Output the opening lines of the records exactly. End with the line that contains "fn text(&self) -> &str;".

--- Provided records Enclosed Below ---

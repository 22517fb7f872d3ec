//! Response shapes for both endpoint families and the read contract they share.

use serde::{Deserialize, Serialize};

/// Role reported when a response does not carry one.
pub const DEFAULT_ROLE: &str = "assistant";

/// Finish reason meaning generation stopped at the token cap.
pub const FINISH_REASON_LENGTH: &str = "length";

/// The read contract shared by every response shape.
///
/// No accessor fails: an empty or absent response answers `""`,
/// `"assistant"`, `false` and `0`.
pub trait CompletionResponse: Send + Sync {
    /// Content of the first choice, or `""`.
    fn text(&self) -> &str;

    /// Role of the first choice, or `"assistant"`.
    fn role(&self) -> &str;

    /// True iff the first choice stopped because it hit the token cap.
    fn can_continue(&self) -> bool;

    /// Aggregate token usage, or `0`.
    fn total_tokens(&self) -> u32;

    /// Restore the zero value in place.
    fn reset(&mut self);
}

/// An absent response behaves like an empty one.
impl<T: CompletionResponse> CompletionResponse for Option<T> {
    fn text(&self) -> &str {
        self.as_ref().map_or("", |r| r.text())
    }

    fn role(&self) -> &str {
        self.as_ref().map_or(DEFAULT_ROLE, |r| r.role())
    }

    fn can_continue(&self) -> bool {
        self.as_ref().is_some_and(|r| r.can_continue())
    }

    fn total_tokens(&self) -> u32 {
        self.as_ref().map_or(0, |r| r.total_tokens())
    }

    fn reset(&mut self) {
        if let Some(r) = self {
            r.reset();
        }
    }
}

/// Token usage information.
#[derive(Debug, Clone, Default, PartialEq, Eq, Serialize, Deserialize)]
pub struct Usage {
    #[serde(default)]
    pub prompt_tokens: u32,
    #[serde(default)]
    pub completion_tokens: u32,
    #[serde(default)]
    pub total_tokens: u32,
}

fn is_length(finish_reason: Option<&str>) -> bool {
    finish_reason == Some(FINISH_REASON_LENGTH)
}

/// Role and content fragment emitted by a chat choice.
#[derive(Debug, Clone, Default, PartialEq, Eq, Serialize, Deserialize)]
pub struct ChatChoiceMessage {
    #[serde(default, skip_serializing_if = "Option::is_none")]
    pub role: Option<String>,
    #[serde(default, skip_serializing_if = "Option::is_none")]
    pub content: Option<String>,
}

/// One choice of a chat completion.
#[derive(Debug, Clone, Default, PartialEq, Eq, Serialize, Deserialize)]
pub struct ChatChoice {
    #[serde(default)]
    pub index: u32,
    /// Streaming bodies key this `delta`; blocking bodies key it `message`.
    #[serde(rename = "delta", alias = "message", default)]
    pub message: ChatChoiceMessage,
    #[serde(default)]
    pub finish_reason: Option<String>,
}

/// Response (or stream chunk) from the `chat/completions` endpoint.
#[derive(Debug, Clone, Default, PartialEq, Eq, Serialize, Deserialize)]
pub struct ChatCompletionResponse {
    #[serde(default, skip_serializing_if = "Option::is_none")]
    pub id: Option<String>,
    #[serde(default, skip_serializing_if = "Option::is_none")]
    pub model: Option<String>,
    #[serde(default)]
    pub choices: Vec<ChatChoice>,
    #[serde(default, skip_serializing_if = "Option::is_none")]
    pub usage: Option<Usage>,
}

impl CompletionResponse for ChatCompletionResponse {
    fn text(&self) -> &str {
        self.choices
            .first()
            .and_then(|c| c.message.content.as_deref())
            .unwrap_or("")
    }

    fn role(&self) -> &str {
        self.choices
            .first()
            .and_then(|c| c.message.role.as_deref())
            .filter(|role| !role.is_empty())
            .unwrap_or(DEFAULT_ROLE)
    }

    fn can_continue(&self) -> bool {
        is_length(self.choices.first().and_then(|c| c.finish_reason.as_deref()))
    }

    fn total_tokens(&self) -> u32 {
        self.usage.as_ref().map_or(0, |u| u.total_tokens)
    }

    fn reset(&mut self) {
        *self = Self::default();
    }
}

/// One choice of a legacy completion.
#[derive(Debug, Clone, Default, PartialEq, Eq, Serialize, Deserialize)]
pub struct TextChoice {
    #[serde(default)]
    pub text: String,
    #[serde(default)]
    pub index: u32,
    #[serde(default)]
    pub finish_reason: Option<String>,
}

/// Response (or stream chunk) from the legacy completion endpoint.
#[derive(Debug, Clone, Default, PartialEq, Eq, Serialize, Deserialize)]
pub struct TextCompletionResponse {
    #[serde(default, skip_serializing_if = "Option::is_none")]
    pub id: Option<String>,
    #[serde(default, skip_serializing_if = "Option::is_none")]
    pub model: Option<String>,
    #[serde(default)]
    pub choices: Vec<TextChoice>,
    #[serde(default, skip_serializing_if = "Option::is_none")]
    pub usage: Option<Usage>,
}

impl CompletionResponse for TextCompletionResponse {
    fn text(&self) -> &str {
        self.choices.first().map_or("", |c| c.text.as_str())
    }

    // Legacy completions carry no speaker.
    fn role(&self) -> &str {
        DEFAULT_ROLE
    }

    fn can_continue(&self) -> bool {
        is_length(self.choices.first().and_then(|c| c.finish_reason.as_deref()))
    }

    fn total_tokens(&self) -> u32 {
        self.usage.as_ref().map_or(0, |u| u.total_tokens)
    }

    fn reset(&mut self) {
        *self = Self::default();
    }
}

/// A blocking response from whichever endpoint family served the call.
#[derive(Debug, Clone, PartialEq, Eq)]
pub enum Completion {
    Chat(ChatCompletionResponse),
    Text(TextCompletionResponse),
}

impl Completion {
    fn inner(&self) -> &dyn CompletionResponse {
        match self {
            Completion::Chat(r) => r,
            Completion::Text(r) => r,
        }
    }

    pub fn is_chat(&self) -> bool {
        matches!(self, Completion::Chat(_))
    }
}

impl CompletionResponse for Completion {
    fn text(&self) -> &str {
        self.inner().text()
    }

    fn role(&self) -> &str {
        self.inner().role()
    }

    fn can_continue(&self) -> bool {
        self.inner().can_continue()
    }

    fn total_tokens(&self) -> u32 {
        self.inner().total_tokens()
    }

    fn reset(&mut self) {
        match self {
            Completion::Chat(r) => r.reset(),
            Completion::Text(r) => r.reset(),
        }
    }
}

impl From<ChatCompletionResponse> for Completion {
    fn from(response: ChatCompletionResponse) -> Self {
        Completion::Chat(response)
    }
}

impl From<TextCompletionResponse> for Completion {
    fn from(response: TextCompletionResponse) -> Self {
        Completion::Text(response)
    }
}

#[cfg(test)]
mod tests {
    use super::*;

    fn assert_empty(response: &dyn CompletionResponse) {
        assert_eq!(response.text(), "");
        assert_eq!(response.role(), "assistant");
        assert!(!response.can_continue());
        assert_eq!(response.total_tokens(), 0);
    }

    fn chat_chunk(json: &str) -> ChatCompletionResponse {
        serde_json::from_str(json).unwrap()
    }

    #[test]
    fn test_zero_values_answer_defaults() {
        assert_empty(&ChatCompletionResponse::default());
        assert_empty(&TextCompletionResponse::default());
        assert_empty(&Completion::Chat(ChatCompletionResponse::default()));
        assert_empty(&Completion::Text(TextCompletionResponse::default()));
    }

    #[test]
    fn test_absent_response_answers_defaults() {
        let mut absent: Option<ChatCompletionResponse> = None;
        assert_empty(&absent);
        absent.reset();
        assert_empty(&absent);

        let absent: Option<TextCompletionResponse> = None;
        assert_empty(&absent);
    }

    #[test]
    fn test_chat_accessors() {
        let response = chat_chunk(
            r#"{
                "id": "chatcmpl-1",
                "choices": [
                    {"index": 0, "message": {"role": "assistant", "content": "Hi there"}, "finish_reason": "stop"},
                    {"index": 1, "message": {"role": "assistant", "content": "Other"}, "finish_reason": "length"}
                ],
                "usage": {"prompt_tokens": 5, "completion_tokens": 2, "total_tokens": 7}
            }"#,
        );

        assert_eq!(response.text(), "Hi there");
        assert_eq!(response.role(), "assistant");
        assert!(!response.can_continue());
        assert_eq!(response.total_tokens(), 7);
    }

    #[test]
    fn test_delta_chunk_without_role_defaults_to_assistant() {
        let response = chat_chunk(
            r#"{"object":"chat.completion.chunk","choices":[{"delta":{"content":"块"},"index":0,"finish_reason":null}]}"#,
        );

        assert_eq!(response.text(), "块");
        assert_eq!(response.role(), "assistant");
        assert_eq!(response.total_tokens(), 0);

        let response = chat_chunk(r#"{"choices":[{"delta":{"role":""},"index":0}]}"#);
        assert_eq!(response.role(), "assistant");

        let response = chat_chunk(r#"{"choices":[{"delta":{"role":"system"},"index":0}]}"#);
        assert_eq!(response.role(), "system");
    }

    #[test]
    fn test_can_continue_only_on_length() {
        for (reason, expected) in [
            (r#""length""#, true),
            (r#""stop""#, false),
            (r#""content_filter""#, false),
            (r#""""#, false),
            ("null", false),
        ] {
            let json = format!(
                r#"{{"choices":[{{"delta":{{"content":"x"}},"finish_reason":{reason}}}]}}"#
            );
            assert_eq!(chat_chunk(&json).can_continue(), expected, "reason {reason}");

            let json = format!(r#"{{"choices":[{{"text":"x","finish_reason":{reason}}}]}}"#);
            let text: TextCompletionResponse = serde_json::from_str(&json).unwrap();
            assert_eq!(text.can_continue(), expected, "reason {reason}");
        }

        assert!(!chat_chunk(r#"{"choices":[{"delta":{"content":"x"}}]}"#).can_continue());
    }

    #[test]
    fn test_null_usage_and_content_decode() {
        let response = chat_chunk(
            r#"{"choices":[{"delta":{"content":null},"finish_reason":"length"}],"usage":null}"#,
        );
        assert_eq!(response.text(), "");
        assert!(response.can_continue());
        assert_eq!(response.total_tokens(), 0);
    }

    #[test]
    fn test_reset_matches_fresh_instance() {
        let mut chat = chat_chunk(
            r#"{"choices":[{"delta":{"role":"user","content":"x"},"finish_reason":"length"}],"usage":{"total_tokens":9}}"#,
        );
        chat.reset();
        assert_eq!(chat, ChatCompletionResponse::default());
        assert_empty(&chat);

        let mut text: TextCompletionResponse = serde_json::from_str(
            r#"{"choices":[{"text":"y","finish_reason":"length"}],"usage":{"total_tokens":3}}"#,
        )
        .unwrap();
        text.reset();
        assert_eq!(text, TextCompletionResponse::default());
        assert_empty(&text);

        let mut some = Some(chat_chunk(r#"{"choices":[{"delta":{"content":"z"}}]}"#));
        some.reset();
        assert_empty(&some);
    }

    #[test]
    fn test_text_completion_accessors() {
        let response: TextCompletionResponse = serde_json::from_str(
            r#"{
                "id": "cmpl-1",
                "object": "text_completion",
                "model": "text-davinci-003",
                "choices": [{"text": "\n\nThis is a test", "index": 0, "logprobs": null, "finish_reason": "length"}],
                "usage": {"prompt_tokens": 5, "completion_tokens": 7, "total_tokens": 12}
            }"#,
        )
        .unwrap();

        let completion = Completion::from(response);
        assert!(!completion.is_chat());
        assert_eq!(completion.text(), "\n\nThis is a test");
        assert_eq!(completion.role(), "assistant");
        assert!(completion.can_continue());
        assert_eq!(completion.total_tokens(), 12);
    }

    #[test]
    fn test_chat_choice_serializes_as_delta() {
        let response = chat_chunk(r#"{"choices":[{"message":{"content":"x"}}]}"#);
        let value = serde_json::to_value(&response).unwrap();
        assert_eq!(value["choices"][0]["delta"]["content"], "x");
    }
}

--- End of Enclosed Provided records ---

» **Answer for this exercise**:
repository 22517fb7f872d3ec
//! Response shapes for both endpoint families and the read contract they share.

use serde::{Deserialize, Serialize};

/// Role reported when a response does not carry one.
pub const DEFAULT_ROLE: &str = "assistant";

/// Finish reason meaning generation stopped at the token cap.
pub const FINISH_REASON_LENGTH: &str = "length";

/// The read contract shared by every response shape.
///
/// No accessor fails: an empty or absent response answers `""`,
/// `"assistant"`, `false` and `0`.
pub trait CompletionResponse: Send + Sync {
    /// Content of the first choice, or `""`.
    fn text(&self) -> &str;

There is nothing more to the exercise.